Leaping Lizards and Self-righting Robots

By Dave Collier - 05 Jan 2012 16:22:0 GMT
Leaping Lizards and Self-righting Robots

Female Ground Agama (Agama aculeata) in the Kalahari Desert via Shutterstock

Combining the efforts of students and teachers in multiple disciplines can bring about advantageous consequences.

The separation between biology and engineering has been ignored in an interdisciplinary research project carried out at UC Berkeley. Led by Professor Robert J. Full, a team of biologists and engineers including students, both undergraduate and graduate, worked together to harmonise the approaches of both academic fields. They were investigating how a lizard utilised its tail to ensure success when jumping. Their goal was to use information from this project, and their differing perspectives on this problem, to inform future work into robotic motion.

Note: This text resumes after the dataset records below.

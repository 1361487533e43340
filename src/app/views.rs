//! The demo views: a shared layout, the home and login pages, the
//! old-path redirect and the catch-all page.

use std::sync::Arc;

use crate::component::{IntoPage, Page, PageElement};
use crate::router::ViewFn;

const LAYOUT_CSS: &str = "\
body { margin: 0; font-family: sans-serif; }
.app-nav { padding: 8px 16px; background: #f2f2f2; }
.app-nav a { margin-right: 12px; }
";

const HOME_CSS: &str = "\
.home-greeting { font-weight: bold; }
.home-list div { padding: 2px 0; }
";

const LOGIN_CSS: &str = "\
.login-form input { display: block; margin-bottom: 8px; }
";

/// The application shell: navigation plus the nested page content.
pub fn layout() -> ViewFn {
	let view: ViewFn = Arc::new(|_scope, outlet| {
		PageElement::new("div")
			.attr("class", "app")
			.child(
				PageElement::new("nav")
					.attr("class", "app-nav")
					.child(PageElement::new("a").attr("href", "/").child("Home"))
					.child(PageElement::new("a").attr("href", "/login").child("Login")),
			)
			.child(outlet)
			.into_page()
	});
	crate::component::styled(view, LAYOUT_CSS)
}

/// The home page: greets the current name and lists the loaded items.
pub fn home() -> ViewFn {
	let view: ViewFn = Arc::new(|scope, _outlet| {
		scope
			.ctx
			.head_mut()
			.set_title("Home")
			.add_meta("description", "A server-rendered list of items");

		let home = scope.store.state().home;
		let items: Vec<Page> = home
			.list
			.iter()
			.map(|item| {
				PageElement::new("div")
					.attr("data-id", item.id.clone())
					.child(item.title.clone())
					.into_page()
			})
			.collect();

		PageElement::new("div")
			.attr("class", "home")
			.child(
				PageElement::new("p")
					.attr("class", "home-greeting")
					.child(format!("name is {}", home.name)),
			)
			.child(PageElement::new("div").attr("class", "home-list").children(items))
			.into_page()
	});
	crate::component::styled(view, HOME_CSS)
}

/// The login page. Static; no loader.
pub fn login() -> ViewFn {
	let view: ViewFn = Arc::new(|scope, _outlet| {
		scope.ctx.head_mut().set_title("Login");

		PageElement::new("form")
			.attr("class", "login-form")
			.attr("method", "post")
			.attr("action", "/api/login")
			.child(
				PageElement::new("input")
					.attr("type", "text")
					.attr("name", "name")
					.attr("placeholder", "name"),
			)
			.child(PageElement::new("button").attr("type", "submit").child("Sign in"))
			.into_page()
	});
	crate::component::styled(view, LOGIN_CSS)
}

/// The retired `/home` path. Records a permanent redirect to `/` and
/// renders nothing; the request handler turns the record into a 301.
pub fn home_redirect() -> ViewFn {
	Arc::new(|scope, _outlet| {
		scope.ctx.redirect_replace("/");
		Page::Empty
	})
}

/// The catch-all page: flags the render as not-found so the handler
/// responds 404, while still producing a full document.
pub fn not_found() -> ViewFn {
	Arc::new(|scope, _outlet| {
		scope.ctx.head_mut().set_title("Not Found");
		scope.ctx.set_not_found();

		PageElement::new("div")
			.attr("class", "not-found")
			.child(PageElement::new("h1").child("Page not found"))
			.child(PageElement::new("p").child("The page you requested does not exist."))
			.into_page()
	})
}
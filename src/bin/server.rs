//! The SSR server binary.

use std::sync::Arc;

use isorender::server::{HttpServer, ServerHandler};
use isorender::store::UpstreamApiClient;
use isorender::{IsorenderError, ServerConfig, app};

#[tokio::main]
async fn main() -> Result<(), IsorenderError> {
	tracing_subscriber::fmt()
		.with_env_filter(
			tracing_subscriber::EnvFilter::try_from_default_env()
				.unwrap_or_else(|_| tracing_subscriber::EnvFilter::new("info")),
		)
		.init();

	let config = ServerConfig::from_env()?;
	let table = Arc::new(app::routes()?);
	let client = Arc::new(UpstreamApiClient::new(config.upstream_api.clone()));

	tracing::info!(upstream = %config.upstream_api, "starting isorender server");

	let handler = Arc::new(ServerHandler::new(&config, table, client));
	HttpServer::new(handler).listen(config.listen_addr).await
}
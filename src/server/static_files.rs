//! Static asset serving for the built client bundle.

use std::path::{Component, Path, PathBuf};

use bytes::Bytes;
use http::StatusCode;

use crate::error::IsorenderError;
use crate::http::Response;

/// Serves files from the bundle output directory.
#[derive(Debug, Clone)]
pub struct StaticFiles {
	dir: PathBuf,
}

impl StaticFiles {
	/// Creates a server rooted at `dir`.
	pub fn new(dir: PathBuf) -> Self {
		Self { dir }
	}

	/// Serves the file at `path` if it exists under the root.
	///
	/// Returns `Ok(None)` when the path does not correspond to a file,
	/// letting the caller fall through to SSR. Paths escaping the root
	/// are refused outright.
	pub async fn serve(&self, path: &str) -> Result<Option<Response>, IsorenderError> {
		let relative = path.trim_start_matches('/');
		if relative.is_empty() {
			return Ok(None);
		}

		let candidate = Path::new(relative);
		if candidate
			.components()
			.any(|c| !matches!(c, Component::Normal(_)))
		{
			return Ok(Some(Response::new(StatusCode::FORBIDDEN)));
		}

		let full = self.dir.join(candidate);
		match tokio::fs::read(&full).await {
			Ok(contents) => Ok(Some(
				Response::new(StatusCode::OK)
					.with_body(Bytes::from(contents), content_type_for(&full)),
			)),
			Err(err) if err.kind() == std::io::ErrorKind::NotFound => Ok(None),
			Err(err) if err.kind() == std::io::ErrorKind::IsADirectory => Ok(None),
			Err(err) => Err(err.into()),
		}
	}
}

fn content_type_for(path: &Path) -> &'static str {
	match path.extension().and_then(|e| e.to_str()) {
		Some("js") => "application/javascript",
		Some("css") => "text/css",
		Some("html") => "text/html; charset=utf-8",
		Some("json") => "application/json",
		Some("wasm") => "application/wasm",
		Some("svg") => "image/svg+xml",
		Some("png") => "image/png",
		Some("ico") => "image/x-icon",
		_ => "application/octet-stream",
	}
}

#[cfg(test)]
mod tests {
	use super::*;

	#[tokio::test]
	async fn test_missing_file_falls_through() {
		let statics = StaticFiles::new(PathBuf::from("definitely-missing-dir"));
		let response = statics.serve("/index.js").await.unwrap();
		assert!(response.is_none());
	}

	#[tokio::test]
	async fn test_traversal_is_refused() {
		let statics = StaticFiles::new(PathBuf::from("dist"));
		let response = statics.serve("/../etc/passwd").await.unwrap().unwrap();
		assert_eq!(response.status, StatusCode::FORBIDDEN);
	}

	#[tokio::test]
	async fn test_root_path_falls_through() {
		let statics = StaticFiles::new(PathBuf::from("dist"));
		assert!(statics.serve("/").await.unwrap().is_none());
	}

	#[test]
	fn test_content_types() {
		assert_eq!(
			content_type_for(Path::new("index.js")),
			"application/javascript"
		);
		assert_eq!(content_type_for(Path::new("style.css")), "text/css");
		assert_eq!(
			content_type_for(Path::new("weird.bin")),
			"application/octet-stream"
		);
	}
}
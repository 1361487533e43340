//! The route table: a static, ordered tree of path patterns, each
//! associated with a view and an optional data loader.
//!
//! Defined once at process start and immutable thereafter; the same
//! table drives the server renderer and the client hydrator.

mod pattern;
mod render;

pub use pattern::{PathPattern, RouteParams};
pub use render::render_routes;

use std::collections::HashSet;
use std::sync::Arc;

use crate::component::Page;
use crate::preload::LoaderFn;
use crate::ssr::RenderContext;
use crate::store::{Slice, Store};

/// Errors raised while building or using a route table.
#[derive(Debug, thiserror::Error, PartialEq, Eq)]
pub enum RouterError {
	/// A catch-all entry was followed by further siblings.
	#[error("catch-all route must be the last sibling (found before `{0}`)")]
	CatchAllNotLast(String),
	/// Two loaders claimed the same state slice.
	#[error("slice `{0}` already has an owning loader")]
	DuplicateSliceOwner(String),
}

/// Everything a view can reach while rendering.
pub struct ViewScope<'a> {
	/// The request-scoped store (views read state through it).
	pub store: &'a Store,
	/// Path parameters extracted for this entry.
	pub params: &'a RouteParams,
	/// The out-of-band render context.
	pub ctx: &'a mut RenderContext,
}

/// A view factory: given the render scope and the already-rendered
/// child content (the outlet), produces this entry's page.
pub type ViewFn = Arc<dyn Fn(&mut ViewScope<'_>, Page) -> Page + Send + Sync>;

/// A route-associated loader together with the slice it owns.
#[derive(Clone)]
pub struct RouteLoader {
	slice: Slice,
	run: LoaderFn,
}

impl RouteLoader {
	/// Creates a loader owning the given slice.
	pub fn new(slice: Slice, run: LoaderFn) -> Self {
		Self { slice, run }
	}

	/// The slice this loader owns.
	pub fn slice(&self) -> Slice {
		self.slice
	}

	/// The loader function.
	pub fn run(&self) -> &LoaderFn {
		&self.run
	}
}

/// One entry of the route tree.
#[derive(Clone)]
pub struct RouteEntry {
	pattern: PathPattern,
	exact: bool,
	view: ViewFn,
	loader: Option<RouteLoader>,
	children: Vec<RouteEntry>,
}

impl std::fmt::Debug for RouteEntry {
	fn fmt(&self, f: &mut std::fmt::Formatter<'_>) -> std::fmt::Result {
		f.debug_struct("RouteEntry")
			.field("pattern", &self.pattern.as_str())
			.field("exact", &self.exact)
			.field("has_loader", &self.loader.is_some())
			.field("children", &self.children.len())
			.finish()
	}
}

impl RouteEntry {
	/// Creates an entry for the given pattern.
	pub fn new(pattern: &str, view: ViewFn) -> Self {
		Self {
			pattern: PathPattern::new(pattern),
			exact: false,
			view,
			loader: None,
			children: Vec::new(),
		}
	}

	/// Requires the pattern to match the whole path, not just a prefix.
	pub fn exact(mut self) -> Self {
		self.exact = true;
		self
	}

	/// Attaches the data loader owning the given slice.
	pub fn with_loader(mut self, slice: Slice, run: LoaderFn) -> Self {
		self.loader = Some(RouteLoader::new(slice, run));
		self
	}

	/// Appends a child entry. Children are evaluated in declaration
	/// order; the first structural match wins.
	pub fn child(mut self, entry: RouteEntry) -> Self {
		self.children.push(entry);
		self
	}

	/// The entry's pattern.
	pub fn pattern(&self) -> &PathPattern {
		&self.pattern
	}

	/// The entry's loader, if any.
	pub fn loader(&self) -> Option<&RouteLoader> {
		self.loader.as_ref()
	}

	/// The entry's view factory.
	pub fn view(&self) -> &ViewFn {
		&self.view
	}
}

/// A matched entry along the request path, with extracted parameters.
#[derive(Debug)]
pub struct RouteMatch<'a> {
	/// The matched entry.
	pub entry: &'a RouteEntry,
	/// Parameters captured from the path.
	pub params: RouteParams,
}

/// The immutable route tree, validated at construction.
#[derive(Debug)]
pub struct RouteTable {
	entries: Vec<RouteEntry>,
}

impl RouteTable {
	/// Builds and validates a route table.
	///
	/// Validation enforces the structural invariants: the catch-all
	/// entry must be the last of its siblings, and every state slice
	/// has at most one owning loader anywhere in the tree.
	pub fn new(entries: Vec<RouteEntry>) -> Result<Self, RouterError> {
		let mut owned: HashSet<Slice> = HashSet::new();
		Self::validate_level(&entries, &mut owned)?;
		Ok(Self { entries })
	}

	fn validate_level(
		entries: &[RouteEntry],
		owned: &mut HashSet<Slice>,
	) -> Result<(), RouterError> {
		let mut seen_catch_all = false;
		for entry in entries {
			if seen_catch_all {
				return Err(RouterError::CatchAllNotLast(
					entry.pattern.as_str().to_string(),
				));
			}
			if entry.pattern.is_catch_all() {
				seen_catch_all = true;
			}
			if let Some(loader) = &entry.loader
				&& !owned.insert(loader.slice())
			{
				return Err(RouterError::DuplicateSliceOwner(loader.slice().to_string()));
			}
			Self::validate_level(&entry.children, owned)?;
		}
		Ok(())
	}

	/// Walks the tree depth-first and returns the matched entries in
	/// root-to-leaf order, so layout-level entries precede nested page
	/// entries. At each level the first structurally matching sibling
	/// wins.
	pub fn matches(&self, path: &str) -> Vec<RouteMatch<'_>> {
		let mut out = Vec::new();
		Self::match_level(&self.entries, path, &mut out);
		out
	}

	fn match_level<'a>(entries: &'a [RouteEntry], path: &str, out: &mut Vec<RouteMatch<'a>>) {
		for entry in entries {
			if let Some(params) = entry.pattern.matches(path, entry.exact) {
				out.push(RouteMatch { entry, params });
				Self::match_level(&entry.children, path, out);
				return;
			}
		}
	}
}
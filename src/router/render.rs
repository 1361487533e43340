//! Rendering matched routes into one page tree.

use super::{RouteMatch, ViewScope};
use crate::component::Page;
use crate::ssr::RenderContext;
use crate::store::Store;

/// Renders a matched branch: each entry's view receives the content
/// rendered by its nested entries as the outlet, so the layout ends up
/// wrapping the page.
///
/// Views run leaf-to-root to build the outlet chain, but every entry
/// writes into its own context, and those are folded into `ctx` in
/// root-to-leaf match order. Layout styles therefore precede page
/// styles in the cascade, and a page title overrides the layout's
/// default rather than the reverse.
pub fn render_routes(matches: &[RouteMatch<'_>], store: &Store, ctx: &mut RenderContext) -> Page {
	let mut outlet = Page::Empty;
	let mut entry_ctxs: Vec<RenderContext> = Vec::with_capacity(matches.len());
	for matched in matches.iter().rev() {
		let mut entry_ctx = RenderContext::new();
		let mut scope = ViewScope {
			store,
			params: &matched.params,
			ctx: &mut entry_ctx,
		};
		outlet = (matched.entry.view())(&mut scope, outlet);
		entry_ctxs.push(entry_ctx);
	}
	for entry_ctx in entry_ctxs.into_iter().rev() {
		ctx.merge(entry_ctx);
	}
	outlet
}
//! Data preload phase.
//!
//! Given the matched entries for a request path, runs every attached
//! loader against the request store and waits for all of them to
//! settle. Loader failure is treated as completion, not as request
//! failure: a single failing data source never prevents the page from
//! rendering, and the UI renders a degraded state from whatever the
//! store ends up holding.

use std::sync::Arc;
use std::time::Duration;

use futures::future::{BoxFuture, join_all};

use crate::router::RouteMatch;
use crate::store::{ApiError, Store};

/// Errors a loader may surface. Always absorbed by the preload phase;
/// the variants exist for logging.
#[derive(Debug, thiserror::Error)]
pub enum LoaderError {
	/// The underlying fetch failed.
	#[error(transparent)]
	Api(#[from] ApiError),
	/// Anything else the loader wants to report.
	#[error("{0}")]
	Other(String),
}

/// A route loader: populates its slice of the store before rendering.
pub type LoaderFn =
	Arc<dyn Fn(Arc<Store>) -> BoxFuture<'static, Result<(), LoaderError>> + Send + Sync>;

/// Runs every matched loader concurrently and resolves once all have
/// settled or the deadline expires.
///
/// Loaders are assumed independent (each owns a distinct slice, which
/// the route table enforces at construction), so no ordering is
/// guaranteed between their completions. On deadline expiry rendering
/// proceeds with whatever state has settled so far; unresolved loaders
/// count as failed, consistent with the absorption policy.
pub async fn preload(matches: &[RouteMatch<'_>], store: &Arc<Store>, deadline: Duration) {
	let futures: Vec<_> = matches
		.iter()
		.filter_map(|m| m.entry.loader())
		.map(|loader| {
			let slice = loader.slice();
			let fut = (loader.run())(store.clone());
			async move {
				if let Err(err) = fut.await {
					tracing::warn!(slice = %slice, error = %err, "loader failed, continuing");
				}
			}
		})
		.collect();

	if futures.is_empty() {
		return;
	}

	if tokio::time::timeout(deadline, join_all(futures)).await.is_err() {
		tracing::warn!(
			deadline_ms = deadline.as_millis() as u64,
			"preload deadline expired, rendering with settled state"
		);
	}
}

#[cfg(test)]
mod tests {
	use super::*;
	use crate::component::{IntoPage, PageElement};
	use crate::router::{RouteEntry, RouteTable, ViewFn};
	use crate::store::{Action, ListItem, Slice};
	use crate::testing::FakeApiClient;

	fn plain_view() -> ViewFn {
		Arc::new(|_scope, outlet| PageElement::new("div").child(outlet).into_page())
	}

	fn store() -> Arc<Store> {
		Store::server(Arc::new(FakeApiClient::new()))
	}

	#[tokio::test]
	async fn test_preload_runs_matched_loaders() {
		let loader: LoaderFn = Arc::new(|store| {
			Box::pin(async move {
				store.dispatch(Action::ChangeHomeList(vec![ListItem::new("1", "one")]));
				Ok(())
			})
		});
		let table = RouteTable::new(vec![
			RouteEntry::new("/", plain_view())
				.child(RouteEntry::new("/", plain_view()).exact().with_loader(Slice::Home, loader)),
		])
		.unwrap();

		let store = store();
		preload(&table.matches("/"), &store, Duration::from_secs(1)).await;
		assert_eq!(store.state().home.list.len(), 1);
	}

	#[tokio::test]
	async fn test_loader_failure_is_absorbed() {
		let loader: LoaderFn =
			Arc::new(|_store| Box::pin(async { Err(LoaderError::Other("boom".into())) }));
		let table = RouteTable::new(vec![
			RouteEntry::new("/", plain_view()).with_loader(Slice::Home, loader),
		])
		.unwrap();

		let store = store();
		// Must resolve normally despite the failing loader.
		preload(&table.matches("/"), &store, Duration::from_secs(1)).await;
	}

	#[tokio::test]
	async fn test_deadline_bounds_slow_loader() {
		let loader: LoaderFn = Arc::new(|_store| {
			Box::pin(async {
				tokio::time::sleep(Duration::from_secs(30)).await;
				Ok(())
			})
		});
		let table = RouteTable::new(vec![
			RouteEntry::new("/", plain_view()).with_loader(Slice::Home, loader),
		])
		.unwrap();

		let store = store();
		let started = std::time::Instant::now();
		preload(&table.matches("/"), &store, Duration::from_millis(50)).await;
		assert!(started.elapsed() < Duration::from_secs(5));
	}

	#[tokio::test]
	async fn test_no_loaders_resolves_immediately() {
		let table = RouteTable::new(vec![RouteEntry::new("/", plain_view())]).unwrap();
		let store = store();
		preload(&table.matches("/"), &store, Duration::from_millis(1)).await;
	}
}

This is not the first project in which Professor Full has connected the natural world and opportunities for engineering solutions. He has already looked into how the microscopic hairs of a gecko's foot enable its almost supernatural ability to climb smooth surfaces. More recently, he has investigated the role of a lizard's tail in the self-righting motion seen as it falls or slips.

The motion of an Agama lizard was captured and analysed using high-speed cameras and motion capture software. The experiment was done numerous times on surfaces with various levels of friction designed to create problems for the jumping reptile. From this, the team formulated a mathematical model that could simulate the motion and created a device to test the model. The team created 'Tailbot': a simple radio-controlled car with a tail, a gyroscope and an innovative 'inertial-assisted' feedback mechanism.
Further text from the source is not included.